→ EXERCISE REQUIREMENTS
The entries follow. Copy every line in which "TEXT" appears.

Dataset entries:
-------------------------
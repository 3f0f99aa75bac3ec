use chrono::Utc;
use sqlx::SqlitePool;

use super::SqliteInitError;

/// Runs pending schema migrations.
///
/// Version 1 creates the progress table, the daily goal table and the
/// per-owner scheduling indexes.
pub async fn run_migrations(pool: &SqlitePool) -> Result<(), SqliteInitError> {
    async fn is_applied(pool: &SqlitePool, version: i64) -> Result<bool, sqlx::Error> {
        let row = sqlx::query("SELECT 1 FROM schema_migrations WHERE version = ?1")
            .bind(version)
            .fetch_optional(pool)
            .await?;
        Ok(row.is_some())
    }

    sqlx::query(
        r"
            CREATE TABLE IF NOT EXISTS schema_migrations (
                version INTEGER PRIMARY KEY,
                applied_at TEXT NOT NULL
            );
            ",
    )
    .execute(pool)
    .await?;

    if !is_applied(pool, 1).await? {
        let mut tx = pool.begin().await?;

        sqlx::query(
            r"
                CREATE TABLE IF NOT EXISTS flashcard_progress (
                    flashcard_id INTEGER NOT NULL,
                    owner TEXT NOT NULL,
                    mastery_level INTEGER NOT NULL CHECK (mastery_level BETWEEN 0 AND 5),
                    correct_answers INTEGER NOT NULL CHECK (correct_answers >= 0),
                    incorrect_answers INTEGER NOT NULL CHECK (incorrect_answers >= 0),
                    next_review_at TEXT NOT NULL,
                    last_reviewed_at TEXT NOT NULL,
                    PRIMARY KEY (flashcard_id, owner)
                );
            ",
        )
        .execute(&mut *tx)
        .await?;

        sqlx::query(
            r"
                CREATE TABLE IF NOT EXISTS daily_goals (
                    owner TEXT PRIMARY KEY,
                    goal INTEGER NOT NULL CHECK (goal >= 1)
                );
            ",
        )
        .execute(&mut *tx)
        .await?;

        sqlx::query(
            r"
                CREATE INDEX IF NOT EXISTS idx_progress_owner_next_review
                    ON flashcard_progress (owner, next_review_at);
            ",
        )
        .execute(&mut *tx)
        .await?;

        sqlx::query(
            r"
                CREATE INDEX IF NOT EXISTS idx_progress_owner_last_reviewed
                    ON flashcard_progress (owner, last_reviewed_at);
            ",
        )
        .execute(&mut *tx)
        .await?;

        sqlx::query(
            r"
                INSERT INTO schema_migrations (version, applied_at)
                VALUES (?1, ?2)
                ON CONFLICT(version) DO NOTHING
            ",
        )
        .bind(1_i64)
        .bind(Utc::now())
        .execute(&mut *tx)
        .await?;

        tx.commit().await?;
    }

    Ok(())
}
-------------------------
→ EXERCISE ANSWER
                applied_at TEXT NOT NULL
                    owner TEXT NOT NULL,
                    next_review_at TEXT NOT NULL,
                    last_reviewed_at TEXT NOT NULL,
                    owner TEXT PRIMARY KEY,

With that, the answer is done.